I suddenly miss my editor, Mike Chihak, and my friend Don Rodriguez — niegher of whom I’ve talked with in years, but who taught me a lot while I was there.

Nobody who ever worked for the Citizen could feel right about this. We were always the White Hat, the Star was the opposite. The feeling was confirmed for me the one time I had reason to step into the Star’s newsroom, on the opposite side of the building, with separate doors and an independent security system.

I don’t remember why I needed to go there, but while the Citizen newsroom was bright and cheerful with white linoleum floors, the Star newsroom looked to me like the White House War Room — with indirect lighting and a black tiled floor.

Very mature of me. I know. But it’s a vivid memory, as was my entire time at the Citizen. R.I.P.

What B2B advertisers really want from media

Tuesday, May 12th, 2009

I’m not an advertiser, but I’ve spent the last 10 years selling to them.

I think my first day selling was the last day of the golden age in B2B media — back when magazine people spent all day bending over to pick up money, and then marveled at how hard they were working.

On my second day the balance tipped; customers by-and-large stopped looking for reasons to advertise, and started looking for reasons not to advertise. This has been documented and discussed. What’s missing from the discussion is why industrial advertisers might actually want the trade media to fail.

Start with the assumption that as much as buying marketing, these advertisers were buying security.They followed a  simple formula, perfect for the engineering mindset that drives these companies. It was this: Advertising with trade media is the only reliable way to reach a targeted audience. So by doing whatever the competition does you will achieve similar results.

Feeling aggressive? Spend a little more and you’ll do a little better. There were few variables, like the strength of your creative, and the novelty of your logo-ed novelties. It was neat and simple and let companies get back to the business of making stuff — which was their true DNA.
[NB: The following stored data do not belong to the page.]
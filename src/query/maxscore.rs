//! MaxScore dynamic pruning
//!
//! Query terms are ordered ascending by their weighted score upper bound.
//! The non-essential set is the longest prefix whose bounds sum to at most
//! the live heap threshold: a document matching only those terms cannot
//! enter the top k. The merge runs over the essential suffix only;
//! surviving candidates are checked against non-essential terms strictly
//! by upper-bound arithmetic (term bounds first, then the owning block's
//! bound) before any payload is decoded.
//!
//! The threshold never decreases within a query, so the essential set only
//! shrinks and total scoring work is non-increasing as the query
//! progresses. Pruning is exact: the result set always equals the one the
//! unpruned strategies produce.

use std::cmp::Ordering;
use std::sync::atomic::AtomicBool;

use crate::Score;
use crate::error::Result;
use crate::index::{InvertedIndex, ScoreBounds};
use crate::structures::TERMINATED;

use super::collector::{SearchHit, TopKCollector};
use super::searcher::{QueryTerm, check_cancel};

/// Essential / non-essential split over bounds sorted ascending
///
/// `update` moves the boundary forward only; within one query the
/// essential suffix can shrink but never grow back.
pub struct MaxScorePartition {
    /// prefix[i] = sum of the first i bounds
    prefix: Vec<Score>,
    first_essential: usize,
}

impl MaxScorePartition {
    pub fn new(ascending_bounds: &[Score]) -> Self {
        let mut prefix = Vec::with_capacity(ascending_bounds.len() + 1);
        let mut sum = 0.0;
        prefix.push(sum);
        for &b in ascending_bounds {
            debug_assert!(b >= 0.0);
            sum += b;
            prefix.push(sum);
        }
        Self {
            prefix,
            first_essential: 0,
        }
    }

    pub fn num_terms(&self) -> usize {
        self.prefix.len() - 1
    }

    /// Index of the first essential term; everything below it is
    /// non-essential
    #[inline]
    pub fn first_essential(&self) -> usize {
        self.first_essential
    }

    /// Sum of the lowest `i` bounds
    #[inline]
    pub fn prefix_sum(&self, i: usize) -> Score {
        self.prefix[i]
    }

    /// Grow the non-essential prefix as far as `threshold` allows
    pub fn update(&mut self, threshold: Score) {
        while self.first_essential < self.num_terms()
            && self.prefix[self.first_essential + 1] <= threshold
        {
            self.first_essential += 1;
        }
    }
}

pub(crate) fn run(
    index: &InvertedIndex,
    mut terms: Vec<QueryTerm<'_>>,
    k: usize,
    bounds: &ScoreBounds,
    cancel: Option<&AtomicBool>,
) -> Result<Vec<SearchHit>> {
    // Ascending weighted bound; the stable sort keeps query order on ties
    terms.sort_by(|a, b| {
        let ba = a.weight * bounds.term_bound(a.term_id);
        let bb = b.weight * bounds.term_bound(b.term_id);
        ba.partial_cmp(&bb).unwrap_or(Ordering::Equal)
    });
    let weighted: Vec<Score> = terms
        .iter()
        .map(|qt| qt.weight * bounds.term_bound(qt.term_id))
        .collect();

    let n = terms.len();
    let mut partition = MaxScorePartition::new(&weighted);
    let mut collector = TopKCollector::new(k);
    let mut len_cursor = index.doc_lens().cursor();
    let mut contribs: Vec<(usize, Score)> = Vec::with_capacity(n);
    let mut docs_scored = 0u64;
    let mut docs_abandoned = 0u64;

    loop {
        check_cancel(cancel)?;
        let e = partition.first_essential();
        if e == n {
            // Even full credit for every term cannot beat the threshold
            break;
        }

        let mut candidate = TERMINATED;
        for qt in &terms[e..] {
            candidate = candidate.min(qt.cursor.doc());
        }
        if candidate == TERMINATED {
            break;
        }
        let doc_len = len_cursor.get(candidate as usize) as u32;

        contribs.clear();
        let mut partial = 0.0;
        for qt in &mut terms[e..] {
            if qt.cursor.doc() == candidate {
                let c = qt.weight * qt.scorer.score(qt.cursor.term_freq(), doc_len);
                contribs.push((qt.pos, c));
                partial += c;
                qt.cursor.advance();
            }
        }

        // Consult non-essential terms from the highest bound down,
        // upper-bound arithmetic first, payload decode only while the
        // candidate can still reach the threshold
        let mut abandoned = false;
        for i in (0..e).rev() {
            if partial + partition.prefix_sum(i + 1) <= collector.threshold() {
                abandoned = true;
                break;
            }
            let qt = &mut terms[i];
            let Some(block) = qt.cursor.skip_to_block(candidate) else {
                continue;
            };
            let block_bound = qt.weight * bounds.block_bounds(qt.term_id)[block];
            if partial + block_bound + partition.prefix_sum(i) <= collector.threshold() {
                abandoned = true;
                break;
            }
            if qt.cursor.next_geq(candidate) == candidate {
                let c = qt.weight * qt.scorer.score(qt.cursor.term_freq(), doc_len);
                contribs.push((qt.pos, c));
                partial += c;
            }
        }
        if abandoned {
            docs_abandoned += 1;
            continue;
        }

        // Sum in query order so scores stay bit-identical with the
        // exhaustive strategies
        contribs.sort_unstable_by_key(|&(pos, _)| pos);
        let score: Score = contribs.iter().map(|&(_, c)| c).sum();
        docs_scored += 1;
        if score > 0.0 && collector.insert(candidate, score) {
            partition.update(collector.threshold());
        }
    }
    log::debug!(
        "maxscore done: scored={docs_scored}, abandoned={docs_abandoned}, essential {}..{n}",
        partition.first_essential()
    );
    Ok(collector.into_sorted_results())
}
Then came the Internet, which replaced measurement by lead-generation with measurement by click-throughs and unique visits. It put a premium on speed and courage; and it created so many variables that there was no longer assurance you could match your competitors’ results by matching their spend.
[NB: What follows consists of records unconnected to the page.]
//! Error types for quiver

use std::io;

#[derive(Debug, thiserror::Error)]
pub enum Error {
    #[error("IO error: {0}")]
    Io(#[from] io::Error),

    #[error("Configuration error: {0}")]
    Config(String),

    #[error("Index corruption: {0}")]
    Corruption(String),

    #[error("Query error: {0}")]
    Query(String),

    #[error("Serialization error: {0}")]
    Serialization(String),

    #[error("Query cancelled")]
    Cancelled,
}

pub type Result<T> = std::result::Result<T, Error>;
Suddenly, buying print meant spending a lot of money without getting any security.

That would be enough for marketers to resent the media. But there’s another piece.
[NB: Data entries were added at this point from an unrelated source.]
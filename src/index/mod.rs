//! Inverted index: term dictionary, posting arena, statistics and
//! precomputed score bounds
//!
//! An `InvertedIndex` is immutable once built; any number of queries may
//! read it concurrently without locking. Posting lists live in one
//! contiguous byte arena addressed through a delta-encoded offset table,
//! per-document lengths in a compact table, and per-term / per-block score
//! upper bounds in side structures keyed by scoring function (so bounds
//! can be recomputed without touching the postings).

mod builder;
mod metadata;

pub use builder::IndexBuilder;
pub use metadata::IndexProperties;

use std::sync::Arc;

use parking_lot::RwLock;
use rustc_hash::FxHashMap;

use crate::error::{Error, Result};
use crate::query::scoring::{ScoringKind, TermScorer, TermStats};
use crate::structures::{CompactTable, PostingListView, TERMINATED};
use crate::{DocId, Score, TermId};

/// Dictionary entry for one term
#[derive(Debug, Clone, Copy, PartialEq)]
pub struct TermEntry {
    /// Number of documents containing the term
    pub doc_freq: u32,
    /// Total occurrences of the term across the collection
    pub collection_freq: u64,
    /// Upper bound on the term's per-document score under the active
    /// scoring function
    pub max_score: Score,
}

/// Per-term and per-block score upper bounds for one scoring function
#[derive(Debug, Clone, PartialEq)]
pub struct ScoreBounds {
    pub(crate) term_bounds: Vec<Score>,
    /// Start of each term's run in `block_bounds` (terms + 1 entries)
    pub(crate) block_starts: Vec<u32>,
    pub(crate) block_bounds: Vec<Score>,
}

impl ScoreBounds {
    /// Upper bound on the term's score contribution anywhere in its list
    #[inline]
    pub fn term_bound(&self, term_id: TermId) -> Score {
        self.term_bounds[term_id as usize]
    }

    /// Upper bounds per block of the term's posting list
    #[inline]
    pub fn block_bounds(&self, term_id: TermId) -> &[Score] {
        let t = term_id as usize;
        &self.block_bounds[self.block_starts[t] as usize..self.block_starts[t + 1] as usize]
    }
}

pub struct InvertedIndex {
    term_ids: FxHashMap<String, TermId>,
    term_names: Vec<String>,
    entries: Vec<TermEntry>,
    /// Byte offset of each term's posting list in `postings`
    /// (terms + 1 entries, last one the arena length)
    offsets: CompactTable,
    /// Encoded posting-list arena
    postings: Vec<u8>,
    doc_lens: CompactTable,
    props: IndexProperties,
    bounds: FxHashMap<ScoringKind, ScoreBounds>,
}

impl InvertedIndex {
    pub(crate) fn from_parts(
        term_ids: FxHashMap<String, TermId>,
        term_names: Vec<String>,
        entries: Vec<TermEntry>,
        offsets: CompactTable,
        postings: Vec<u8>,
        doc_lens: CompactTable,
        props: IndexProperties,
        bounds: FxHashMap<ScoringKind, ScoreBounds>,
    ) -> Self {
        Self {
            term_ids,
            term_names,
            entries,
            offsets,
            postings,
            doc_lens,
            props,
            bounds,
        }
    }

    /// Number of documents in the collection
    pub fn collection_size(&self) -> u32 {
        self.props.documents
    }

    pub fn term_count(&self) -> usize {
        self.entries.len()
    }

    pub fn avg_doc_len(&self) -> f32 {
        self.props.avg_doc_len as f32
    }

    /// Total token occurrences across the collection
    pub fn occurrences_count(&self) -> u64 {
        self.props.occurrences
    }

    pub fn block_size(&self) -> usize {
        self.props.block_size as usize
    }

    pub fn properties(&self) -> &IndexProperties {
        &self.props
    }

    /// Look up a term. Absence is not an error: an unknown term simply
    /// contributes nothing to any query.
    pub fn lookup(&self, term: &str) -> Option<(TermId, &TermEntry)> {
        self.term_ids
            .get(term)
            .map(|&id| (id, &self.entries[id as usize]))
    }

    pub fn term_entry(&self, term_id: TermId) -> &TermEntry {
        &self.entries[term_id as usize]
    }

    pub fn term_name(&self, term_id: TermId) -> &str {
        &self.term_names[term_id as usize]
    }

    /// Length (token count) of one document
    pub fn doc_len(&self, doc_id: DocId) -> u32 {
        self.doc_lens.get(doc_id as usize) as u32
    }

    /// Per-document length table, for query-local cached cursors
    pub fn doc_lens(&self) -> &CompactTable {
        &self.doc_lens
    }

    /// Total postings across the given terms (unknown terms count zero)
    pub fn count_postings<S: AsRef<str>>(&self, terms: &[S]) -> u64 {
        terms
            .iter()
            .filter_map(|t| self.lookup(t.as_ref()))
            .map(|(_, entry)| entry.doc_freq as u64)
            .sum()
    }

    /// Open a validated view over one term's posting list.
    ///
    /// Corruption detected here aborts only the calling query; the shared
    /// index state is never mutated on this path.
    pub fn postings(&self, term_id: TermId) -> Result<PostingListView<'_>> {
        let t = term_id as usize;
        if t >= self.entries.len() {
            return Err(Error::Query(format!("term id {term_id} out of range")));
        }
        let start = self.offsets.get(t) as usize;
        let end = self.offsets.get(t + 1) as usize;
        if start > end || end > self.postings.len() {
            return Err(Error::Corruption(format!(
                "term {term_id} ({}): posting offsets {start}..{end} out of range",
                self.term_names[t]
            )));
        }
        PostingListView::open(
            &self.postings[start..end],
            self.entries[t].doc_freq,
            self.props.block_size as usize,
            self.props.documents,
            term_id,
        )
    }

    /// Statistics feeding scorer construction for one term
    pub fn term_stats(&self, term_id: TermId) -> TermStats {
        let entry = &self.entries[term_id as usize];
        TermStats {
            doc_freq: entry.doc_freq,
            collection_freq: entry.collection_freq,
            num_docs: self.props.documents,
            avg_doc_len: self.avg_doc_len(),
            occurrences: self.props.occurrences,
        }
    }

    /// Score bounds for a scoring function, if computed
    pub fn bounds_for(&self, kind: ScoringKind) -> Option<&ScoreBounds> {
        self.bounds.get(&kind)
    }

    /// The scoring function the dictionary's `max_score` fields reflect
    pub fn active_scoring(&self) -> ScoringKind {
        self.props.active_scoring
    }

    fn compute_bounds(&self, kind: ScoringKind) -> Result<ScoreBounds> {
        let nterms = self.entries.len();
        let mut term_bounds = Vec::with_capacity(nterms);
        let mut block_starts = Vec::with_capacity(nterms + 1);
        let mut block_bounds = Vec::new();
        let mut len_cursor = self.doc_lens.cursor();

        block_starts.push(0u32);
        for t in 0..nterms {
            let scorer = TermScorer::new(kind, self.term_stats(t as TermId));
            let view = self.postings(t as TermId)?;
            let nblocks = view.num_blocks();
            let run_start = block_bounds.len();
            block_bounds.resize(run_start + nblocks, 0.0);

            let mut cursor = view.into_cursor();
            let mut term_max = 0.0f32;
            while cursor.doc() != TERMINATED {
                let doc = cursor.doc();
                let tf = cursor.term_freq();
                let score = scorer.score(tf, len_cursor.get(doc as usize) as u32);
                let block = run_start + cursor.block_ordinal();
                if score > block_bounds[block] {
                    block_bounds[block] = score;
                }
                term_max = term_max.max(score);
                cursor.advance();
            }
            term_bounds.push(term_max);
            block_starts.push(block_bounds.len() as u32);
        }

        Ok(ScoreBounds {
            term_bounds,
            block_starts,
            block_bounds,
        })
    }

    /// Walk every posting list and store, per term and per block, the
    /// maximum achievable score under `kind`.
    ///
    /// Must be re-run whenever the scoring function or the collection
    /// statistics change; until then the index has no (or stale) bounds
    /// for that function and MaxScore retrieval with it is rejected.
    pub fn recompute_max_scores(&mut self, kind: ScoringKind) -> Result<()> {
        log::debug!(
            "computing max scores: function={}, terms={}",
            kind.name(),
            self.entries.len()
        );
        let bounds = self.compute_bounds(kind)?;
        for (entry, &bound) in self.entries.iter_mut().zip(&bounds.term_bounds) {
            entry.max_score = bound;
        }
        self.props.active_scoring = kind;
        self.bounds.insert(kind, bounds);
        Ok(())
    }
}

/// Atomic publication point for fully built indexes
///
/// Queries grab an `Arc` snapshot and keep using it even while a newer
/// index is swapped in; a partially built index is never observable.
pub struct IndexHandle {
    current: RwLock<Arc<InvertedIndex>>,
}

impl IndexHandle {
    pub fn new(index: InvertedIndex) -> Self {
        Self {
            current: RwLock::new(Arc::new(index)),
        }
    }

    /// Snapshot of the currently published index
    pub fn get(&self) -> Arc<InvertedIndex> {
        self.current.read().clone()
    }

    /// Publish a new index, atomically replacing the previous one.
    /// In-flight queries keep their snapshot.
    pub fn replace(&self, index: InvertedIndex) -> Arc<InvertedIndex> {
        let mut guard = self.current.write();
        std::mem::replace(&mut *guard, Arc::new(index))
    }
}

#[cfg(test)]
mod tests {
    use super::*;

    fn small_index() -> InvertedIndex {
        let mut builder = IndexBuilder::new(10);
        builder.add_term("alpha", &[(1, 2), (3, 1), (7, 4)]).unwrap();
        builder.add_term("beta", &[(2, 1), (3, 2), (9, 1)]).unwrap();
        builder.build().unwrap()
    }

    #[test]
    fn test_lookup_and_stats() {
        let index = small_index();
        assert_eq!(index.collection_size(), 10);
        assert_eq!(index.term_count(), 2);

        let (id, entry) = index.lookup("alpha").unwrap();
        assert_eq!(index.term_name(id), "alpha");
        assert_eq!(entry.doc_freq, 3);
        assert_eq!(entry.collection_freq, 7);
        assert!(index.lookup("gamma").is_none());

        // doc 3 holds one "alpha" and two "beta"
        assert_eq!(index.doc_len(3), 3);
        assert_eq!(index.doc_len(0), 0);
        assert_eq!(index.occurrences_count(), 11);
        assert_eq!(index.count_postings(&["alpha", "beta", "gamma"]), 6);
    }

    #[test]
    fn test_postings_roundtrip() {
        let index = small_index();
        let (id, _) = index.lookup("beta").unwrap();
        let mut cursor = index.postings(id).unwrap().into_cursor();
        let mut seen = Vec::new();
        while cursor.doc() != TERMINATED {
            seen.push((cursor.doc(), cursor.term_freq()));
            cursor.advance();
        }
        assert_eq!(seen, vec![(2, 1), (3, 2), (9, 1)]);
    }

    #[test]
    fn test_frequency_bounds_dominate_postings() {
        let index = small_index();
        let bounds = index.bounds_for(ScoringKind::Frequency).unwrap();
        let (alpha, entry) = index.lookup("alpha").unwrap();
        assert_eq!(bounds.term_bound(alpha), 4.0);
        assert_eq!(entry.max_score, 4.0);
        for &b in bounds.block_bounds(alpha) {
            assert!(b <= 4.0);
        }
    }

    #[test]
    fn test_recompute_max_scores_adds_bounds() {
        let mut index = small_index();
        assert!(index.bounds_for(ScoringKind::Bm25).is_none());
        index.recompute_max_scores(ScoringKind::Bm25).unwrap();
        let bounds = index.bounds_for(ScoringKind::Bm25).unwrap();
        assert_eq!(index.active_scoring(), ScoringKind::Bm25);

        // Bounds must dominate every actual posting score
        for (term, name) in [(0u32, "alpha"), (1u32, "beta")] {
            let scorer = TermScorer::new(ScoringKind::Bm25, index.term_stats(term));
            let blocks = bounds.block_bounds(term);
            let mut cursor = index.postings(term).unwrap().into_cursor();
            while cursor.doc() != TERMINATED {
                let doc = cursor.doc();
                let score = scorer.score(cursor.term_freq(), index.doc_len(doc));
                assert!(
                    score <= bounds.term_bound(term) + f32::EPSILON,
                    "term bound violated for {name}"
                );
                assert!(score <= blocks[cursor.block_ordinal()] + f32::EPSILON);
                cursor.advance();
            }
        }
    }

    #[test]
    fn test_handle_swaps_atomically() {
        let handle = IndexHandle::new(small_index());
        let before = handle.get();
        assert_eq!(before.term_count(), 2);

        let mut builder = IndexBuilder::new(4);
        builder.add_term("solo", &[(0, 1)]).unwrap();
        handle.replace(builder.build().unwrap());

        // Old snapshot still fully usable, new one visible
        assert_eq!(before.term_count(), 2);
        assert_eq!(handle.get().term_count(), 1);
    }
}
The traditional media model is sponsorship: Media creates content, which advertisers sponsor to reach a targeted audience. As friend and former boss Teri Mollison now at F&W Media, likes to say, this is the “We talk, you listen” model of marketing.

The Internet? That’s more like, “No, you listen.”

This is an uncomfortable thing in industry, where blunt and scratchy feedback didn’t always have to be tolerated. Nonetheless, it emphasizes how little feedback print really offers. That’s troublesome because of print’s other historical value proposition: distributing product information.

What good is that function in the Internet era if the information takes a a month to get out; doesn’t provide a lot of feedback compared to emerging alternatives; and inevitably gets filtered by a team of trade press editors.

It’s not news that cuts in ad spending have been offset by increased expenditures by industrial marketers on videos, articles, e-books, blogs and other original content. The Internet empowers them to do something the trade press won’t: get information to the market quickly, with no strings attached, and without a filter. There’s no begging, no pitching, no sending of gifts (which never really works, by the way), no threats to the publisher. The media’s old customers like being able to do their own media work. They don’t want to give up the flexibility and the freedom. They don’t want to see the power move back to the edtors.

Media companies are suffering terribly in this recession, but I’m not sure if many of them really understand why. It’s not just because there are too may other choices. It’s because industrial marketers aren’t interested in their survival.